Os homens laranja na minha vida


No campo, de cara, já gostei de saber que a Holanda era aqueles caras com umas camisas laranjas, muito loucas. Eles enfrentariam uns sisudos de preto e branco chamados Áustria. Em campo, meu tio explicou que eu veria o que eles descobriram quatro anos antes que era o “Carrossel Holandês, que o melhor jogador do time não veio, por causa de uns outros problemas que meu Pai já havia comentado.

– Essa parte depois seu Pai conta!

– Tá bom…

E voltamos para ver o jogo.


De cara, já saíram abrindo o placar. O time amassava a Áustria em seu campo, pouco susto tomava, diferente das partidas chatas do Brasil, eles eram alegres, faziam um monte de gols. Ouvi uns nomes estranhos, Obenmayer, Brandts, Rep, Krool…

“Que diacho de nomes!” – pensava!

E o dono do time, também tinha nome estranho; Rensenbrink.

Era ele o cara que mais pegava na bola, quem mais corria, quem mais marcava gols. Naquele 5×1, marcou um monte, para alegria do meu tio Zezinho.

– Gostou do Carrossel holandês, Marcelo?

Na hora, para não chatear meu tio, disse que gostei. Mas não gostei coisa nenhuma. Naquele jogo, vi um time pragmático, incisivo, sedento por marcar gols aos montes e lutando para ter pontos. Eu não queria pontos, queria brincar. Mas também não queria contrariar meu bom Tio Zezinho.
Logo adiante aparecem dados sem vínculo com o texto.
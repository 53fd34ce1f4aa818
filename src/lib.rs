//! # gbm-paths: Monte Carlo Stock Price Paths
//!
//! Simulates many independent price trajectories of a stock under geometric
//! Brownian motion and reduces them to terminal statistics.
//!
//! ## Key Features
//!
//! - **Exact discretization**: log-space GBM sampling, unbiased for any step count
//! - **Vectorized pipeline**: draws → log-increments → prefix sum → exp over an `ndarray` grid
//! - **Parallel paths**: Rayon across the path dimension with per-path counter-based streams
//! - **Replayable randomness**: any `rand::Rng`, counter streams or a recorded draw sequence
//! - **Historical prices**: provider trait with an explicit `(ticker, start, end)` cache
//!
//! ## Quick Start
//!
//! ```rust
//! use gbm_paths::analytics::terminal_stats::summarize;
//! use gbm_paths::mc::path_simulator::simulate;
//! use gbm_paths::models::params::SimulationParameters;
//! use gbm_paths::rng;
//!
//! let params = SimulationParameters {
//!     s0: 100.0,     // Spot price
//!     r: 0.05,       // Risk-free rate
//!     sigma: 0.2,    // Volatility
//!     t: 1.0,        // Horizon in years
//!     steps: 100,
//!     paths: 500,
//!     ..Default::default()
//! };
//!
//! let mut rng = rng::seed_rng_from_u64(42);
//! let ensemble = simulate(&params, &mut rng).expect("Valid parameters");
//! assert_eq!(ensemble.shape(), (100, 500));
//!
//! let stats = summarize(&ensemble).expect("Non-empty ensemble");
//! println!("Terminal mean: {:.2} ± {:.2}", stats.mean, stats.std_dev);
//! ```

// Module declarations
pub mod analytics;
pub mod config;
pub mod error;
pub mod market_data;
pub mod math_utils;
pub mod mc;
pub mod models;
pub mod rng;
pub mod session;

// Re-export commonly used types for convenience
pub use analytics::terminal_stats::{summarize, StdDevConvention, TerminalStatistics};
pub use error::{SimError, SimResult};
pub use mc::ensemble::PathEnsemble;
pub use mc::path_simulator::{simulate, simulate_parallel};
pub use models::params::SimulationParameters;
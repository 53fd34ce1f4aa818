// src/config.rs
//! User-facing simulation inputs and their admissible ranges.

use crate::error::{validation::*, SimError, SimResult};
use crate::models::params::SimulationParameters;

/// Upper limit on the history window, about a century of calendar days
pub const MAX_LOOKBACK_DAYS: i64 = 36_500;

/// Admissible ranges of the simulation inputs exposed to users.
#[derive(Clone, Copy, Debug, PartialEq)]
#[cfg_attr(feature = "serde", derive(serde::Serialize, serde::Deserialize))]
pub struct ParameterBounds {
    pub rate: (f64, f64),
    pub volatility: (f64, f64),
    pub horizon: (f64, f64),
    pub simulations: (usize, usize),
    pub strike: (f64, f64),
    /// Grid size used for every run
    pub steps: usize,
    /// Days of history fetched before the valuation date
    pub lookback_days: i64,
}

impl ParameterBounds {
    pub fn validate(&self) -> SimResult<()> {
        for (name, (lo, hi)) in [
            ("rate", self.rate),
            ("volatility", self.volatility),
            ("horizon", self.horizon),
            ("strike", self.strike),
        ] {
            validate_finite(name, lo)?;
            validate_finite(name, hi)?;
            if lo > hi {
                return Err(SimError::InvalidParameter {
                    parameter: name.to_string(),
                    value: lo,
                    constraint: format!("lower bound exceeds upper bound {}", hi),
                });
            }
        }
        validate_positive("volatility lower bound", self.volatility.0)?;
        validate_positive("horizon lower bound", self.horizon.0)?;
        validate_count("simulations lower bound", self.simulations.0)?;
        validate_count("steps", self.steps)?;
        if !(1..=MAX_LOOKBACK_DAYS).contains(&self.lookback_days) {
            return Err(SimError::InvalidParameter {
                parameter: "lookback_days".to_string(),
                value: self.lookback_days as f64,
                constraint: format!("must be in range [1, {}]", MAX_LOOKBACK_DAYS),
            });
        }
        Ok(())
    }

    /// Default strike: 110% of spot, truncated, kept inside the strike range
    pub fn default_strike(&self, s0: f64) -> f64 {
        (s0 * 1.1).trunc().max(self.strike.0).min(self.strike.1)
    }
}

impl Default for ParameterBounds {
    fn default() -> Self {
        ParameterBounds {
            rate: (0.0, 0.1),
            volatility: (0.1, 1.0),
            horizon: (0.1, 5.0),
            simulations: (10, 1000),
            strike: (50.0, 500.0),
            steps: 100,
            lookback_days: 300,
        }
    }
}

/// One user request: a ticker plus the adjustable inputs.
#[derive(Clone, Debug, PartialEq)]
#[cfg_attr(feature = "serde", derive(serde::Serialize, serde::Deserialize))]
pub struct SimulationRequest {
    pub ticker: String,
    /// `None` uses [`ParameterBounds::default_strike`]
    pub strike: Option<f64>,
    pub rate: f64,
    pub volatility: f64,
    pub horizon: f64,
    pub simulations: usize,
}

impl Default for SimulationRequest {
    fn default() -> Self {
        SimulationRequest {
            ticker: "AAPL".to_string(),
            strike: None,
            rate: 0.05,
            volatility: 0.2,
            horizon: 1.0,
            simulations: 100,
        }
    }
}

impl SimulationRequest {
    /// Check the ticker and every user input against `bounds`. Needs no spot price.
    pub fn validate(&self, bounds: &ParameterBounds) -> SimResult<()> {
        if self.ticker.trim().is_empty() {
            return Err(SimError::InvalidParameter {
                parameter: "ticker".to_string(),
                value: f64::NAN,
                constraint: "please enter a valid ticker".to_string(),
            });
        }
        validate_range("rate", self.rate, bounds.rate.0, bounds.rate.1)?;
        validate_range("volatility", self.volatility, bounds.volatility.0, bounds.volatility.1)?;
        validate_range("horizon", self.horizon, bounds.horizon.0, bounds.horizon.1)?;
        validate_count_range(
            "simulations",
            self.simulations,
            bounds.simulations.0,
            bounds.simulations.1,
        )?;
        if let Some(k) = self.strike {
            validate_range("strike", k, bounds.strike.0, bounds.strike.1)?;
        }
        Ok(())
    }

    /// Check the request against `bounds` and resolve it into run parameters.
    pub fn to_parameters(
        &self,
        s0: f64,
        bounds: &ParameterBounds,
    ) -> SimResult<SimulationParameters> {
        bounds.validate()?;
        self.validate(bounds)?;
        let strike = self.strike.unwrap_or_else(|| bounds.default_strike(s0));

        let params = SimulationParameters {
            s0,
            strike,
            r: self.rate,
            q: 0.0,
            sigma: self.volatility,
            t: self.horizon,
            steps: bounds.steps,
            paths: self.simulations,
        };
        params.validate()?;
        Ok(params)
    }
}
Saí de perto dos adultos, fui da frente de casa e olhei para onde estava a roda gigante e suas luzes. Fui tomado naquele momento por um tanto de melancolia que óbvio, não entendi no momento. Entenderia depois…

São Paulo, Junho de 2014

Já jornalista, cobrindo a Copa do Mundo do Brasil, me chegou a noticia que Tio Zezinho havia partido. Cansou desse mundo triste do futebol, que para sua tristeza, havia ficado chato e ruim de se ver e de tudo do mundo. Fez a passagem num dia de Copa, que ele tanto gostava.
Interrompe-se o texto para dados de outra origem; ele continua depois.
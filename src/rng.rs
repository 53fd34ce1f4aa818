// src/rng.rs
//! Standard-Normal Draw Sources
//!
//! # Design Philosophy
//!
//! The path simulator asks for one `(steps × paths)` block of independent
//! N(0,1) draws per run. Anything that can fill a slice with such draws is a
//! [`NormalSource`]:
//! 1. **Any `rand::Rng`**: draws come from `rand_distr::StandardNormal`
//! 2. **[`CounterRng`]**: one reproducible stream per path, used by the parallel simulator
//! 3. **[`RecordedDraws`]**: a fixed, replayable sequence (regression tests, zero-noise runs)
//!
//! # Counter-Based RNG
//!
//! Each path gets its own stream keyed by `(seed, stream id)`:
//! - Deterministic mapping: (key, counter) → random value
//! - Same results for any number of worker threads

use crate::error::{SimError, SimResult};
use rand::rngs::StdRng;
use rand::{Rng, RngCore, SeedableRng};
use rand_distr::{Distribution, StandardNormal};

/// A source of independent standard-normal draws.
pub trait NormalSource {
    /// Fill `out` with independent N(0,1) draws, or fail without a usable block.
    fn fill_standard_normal(&mut self, out: &mut [f64]) -> SimResult<()>;
}

impl<R: Rng + ?Sized> NormalSource for R {
    fn fill_standard_normal(&mut self, out: &mut [f64]) -> SimResult<()> {
        for z in out.iter_mut() {
            *z = StandardNormal.sample(self);
        }
        Ok(())
    }
}

/// splitmix64 finalizer
fn mix64(mut z: u64) -> u64 {
    z = (z ^ (z >> 30)).wrapping_mul(0xbf58476d1ce4e5b9u64);
    z = (z ^ (z >> 27)).wrapping_mul(0x94d049bb133111ebu64);
    z ^ (z >> 31)
}

/// Counter-based RNG for reproducible parallel simulations
///
/// # Algorithm
///
/// Uses the splitmix64 finalizer over a per-stream key plus a counter:
/// ```text
/// key    = mix(seed ⊕ mix(stream + γ))
/// z      = key + counter · γ
/// z = (z ⊕ (z >> 30)) * 0xbf58476d1ce4e5b9
/// z = (z ⊕ (z >> 27)) * 0x94d049bb133111eb
/// output = z ⊕ (z >> 31)
/// ```
///
/// Streams for different ids do not overlap as shifted copies of each other,
/// since the id only enters through the key.
#[derive(Debug, Clone)]
pub struct CounterRng {
    key: u64,
    counter: u64,
}

const GOLDEN_GAMMA: u64 = 0x9e3779b97f4a7c15;

impl CounterRng {
    pub fn new(seed: u64, stream: u64) -> Self {
        let key = mix64(seed ^ mix64(stream.wrapping_add(GOLDEN_GAMMA)));
        Self { key, counter: 0 }
    }

    /// Number of 64-bit words consumed so far
    pub fn position(&self) -> u64 {
        self.counter
    }
}

impl RngCore for CounterRng {
    fn next_u32(&mut self) -> u32 {
        (self.next_u64() >> 32) as u32
    }

    fn next_u64(&mut self) -> u64 {
        self.counter = self.counter.wrapping_add(1);
        mix64(self.key.wrapping_add(self.counter.wrapping_mul(GOLDEN_GAMMA)))
    }

    fn fill_bytes(&mut self, dest: &mut [u8]) {
        for chunk in dest.chunks_mut(8) {
            let bytes = self.next_u64().to_le_bytes();
            chunk.copy_from_slice(&bytes[..chunk.len()]);
        }
    }

    fn try_fill_bytes(&mut self, dest: &mut [u8]) -> Result<(), rand::Error> {
        self.fill_bytes(dest);
        Ok(())
    }
}

/// RNG factory for reproducible parallel simulations
#[derive(Debug, Clone, Copy)]
pub struct RngFactory {
    base_seed: u64,
}

impl RngFactory {
    pub fn new(base_seed: u64) -> Self {
        Self { base_seed }
    }

    /// Create a counter RNG for a specific path
    pub fn create_counter_rng(&self, path_id: u64) -> CounterRng {
        CounterRng::new(self.base_seed, path_id)
    }

    /// Create a standard RNG for a whole run
    pub fn create_std_rng(&self) -> StdRng {
        StdRng::seed_from_u64(self.base_seed)
    }
}

pub fn seed_rng_from_u64(seed: u64) -> StdRng {
    StdRng::seed_from_u64(seed)
}

/// A fixed sequence of draws, handed out in order.
///
/// Fails with [`SimError::InsufficientRandomness`] once exhausted; a failed
/// request consumes nothing.
#[derive(Debug, Clone, PartialEq)]
pub struct RecordedDraws {
    draws: Vec<f64>,
    cursor: usize,
}

impl RecordedDraws {
    pub fn new(draws: Vec<f64>) -> Self {
        Self { draws, cursor: 0 }
    }

    /// `len` zero draws: the degenerate source that leaves only drift
    pub fn zeros(len: usize) -> Self {
        Self::new(vec![0.0; len])
    }

    /// Record `len` draws from another source so a run can be replayed.
    pub fn record<S: NormalSource + ?Sized>(source: &mut S, len: usize) -> SimResult<Self> {
        let mut draws = vec![0.0; len];
        source.fill_standard_normal(&mut draws)?;
        Ok(Self::new(draws))
    }

    pub fn remaining(&self) -> usize {
        self.draws.len() - self.cursor
    }

    /// Restart from the first draw
    pub fn rewind(&mut self) {
        self.cursor = 0;
    }
}

impl NormalSource for RecordedDraws {
    fn fill_standard_normal(&mut self, out: &mut [f64]) -> SimResult<()> {
        let available = self.remaining();
        if out.len() > available {
            return Err(SimError::InsufficientRandomness {
                requested: out.len(),
                available,
                reason: "recorded draw sequence exhausted".to_string(),
            });
        }
        let end = self.cursor + out.len();
        out.copy_from_slice(&self.draws[self.cursor..end]);
        self.cursor = end;
        Ok(())
    }
}

#[cfg(test)]
mod tests {
    use super::*;

    #[test]
    fn test_counter_rng_reproducibility() {
        let factory = RngFactory::new(42);

        let mut rng1 = factory.create_counter_rng(0);
        let mut rng2 = factory.create_counter_rng(0);

        for _ in 0..100 {
            assert_eq!(rng1.next_u64(), rng2.next_u64());
        }
        assert_eq!(rng1.position(), 100);
    }

    #[test]
    fn test_counter_rng_streams_do_not_shift() {
        let factory = RngFactory::new(42);

        let mut rng0 = factory.create_counter_rng(0);
        let mut rng1 = factory.create_counter_rng(1);

        let vals0: Vec<u64> = (0..10).map(|_| rng0.next_u64()).collect();
        let vals1: Vec<u64> = (0..10).map(|_| rng1.next_u64()).collect();

        assert_ne!(vals0, vals1);
        // stream 1 must not be stream 0 offset by one word
        assert_ne!(vals0[1..], vals1[..9]);
    }

    #[test]
    fn test_normal_distribution() {
        let mut rng = RngFactory::new(42).create_counter_rng(0);

        let mut samples = vec![0.0; 10_000];
        rng.fill_standard_normal(&mut samples).unwrap();

        let mean = samples.iter().sum::<f64>() / samples.len() as f64;
        let variance =
            samples.iter().map(|x| (x - mean).powi(2)).sum::<f64>() / samples.len() as f64;

        assert!(mean.abs() < 0.05, "Mean should be close to 0, got {}", mean);
        assert!((variance - 1.0).abs() < 0.05, "Variance should be close to 1, got {}", variance);
    }

    #[test]
    fn test_fill_bytes_partial_chunk() {
        let mut rng = CounterRng::new(7, 3);
        let mut buf = [0u8; 13];
        rng.fill_bytes(&mut buf);
        assert_eq!(rng.position(), 2);
        assert!(buf.iter().any(|&b| b != 0));
    }

    #[test]
    fn test_recorded_draws_exhaustion() {
        let mut draws = RecordedDraws::new(vec![0.5, -0.5, 1.0]);
        let mut out = [0.0; 2];
        draws.fill_standard_normal(&mut out).unwrap();
        assert_eq!(out, [0.5, -0.5]);

        let err = draws.fill_standard_normal(&mut out).unwrap_err();
        match err {
            SimError::InsufficientRandomness { requested, available, .. } => {
                assert_eq!(requested, 2);
                assert_eq!(available, 1);
            }
            other => panic!("unexpected error: {other}"),
        }
        // failed request consumed nothing
        assert_eq!(draws.remaining(), 1);

        draws.rewind();
        assert_eq!(draws.remaining(), 3);
    }

    #[test]
    fn test_record_replays_source() {
        let mut rng = seed_rng_from_u64(11);
        let mut recorded = RecordedDraws::record(&mut rng, 16).unwrap();

        let mut fresh = seed_rng_from_u64(11);
        let mut expected = [0.0; 16];
        fresh.fill_standard_normal(&mut expected).unwrap();

        let mut replayed = [0.0; 16];
        recorded.fill_standard_normal(&mut replayed).unwrap();
        assert_eq!(replayed, expected);
    }
}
Naquele dia, não fiz muito. Fiquei triste como ficam os que perdem um grande amor, mas tive que me virar com essa dor, eu teria um jogo do Brasil a fazer. Holanda 3×0 Brasil, fim de jogo, eu voltando para casa e chegando em São Paulo, da janela do ônibus, vi um raro parquinho na beira da estrada. Fiz um escarcéu e o motorista parou fora do ponto. Desci e fui até o Parquinho.

Em 2014 ele era mais ajeitadinho que aquele de 78.

Tinha mais brinquedos e o chão, ora veja, o chão era de um tapete verde imitando grama, cobrindo o piso do estacionamento onde estava montado. Caminhei por entre aquelas gentes, vi os sorrisos, os novos pais, as recentes mães e os seus meninos.


Como que por magia, andei até onde estava a roda gigante e a encontrei. As luzes eram de um neon chique, as gôndolas bonitas, seguras. Na fila, não tinha ninguém. O rapaz que trabalhava lá me explicou que a meninada não gosta muito do brinquedo, que ela não tem os atrativos necessários para agradar os novos meninos.

Lamentei. Ele então virou para mim e falou:

– O Senhor quer dar uma volta?

Me surpreendi duplamente; Pelo convite feito e por ser chamado de senhor aos 44 anos. “Cara, eu já sou Senhor!” – Mas não pude recusar. Entrei, sentei e subi. De cima da roda, vi o São Paulo, vi o mundo, pensei no Brasil, na Holanda, e em algum canto daquele céu, daquele horizonte cinza, senti que meu Tio Zézinho me via.

Ele ficaria triste pela seleção nossa, mas contente com a Holanda. Porque assim é a vida.

E como tal é a vida, pensando nele, olhei para um canto do céu onde imaginei que ele estava, acreditando piamente que ele me via.

Nesse momento, uma lágrima grossa me escorreu a barba. Mas não fiquei triste.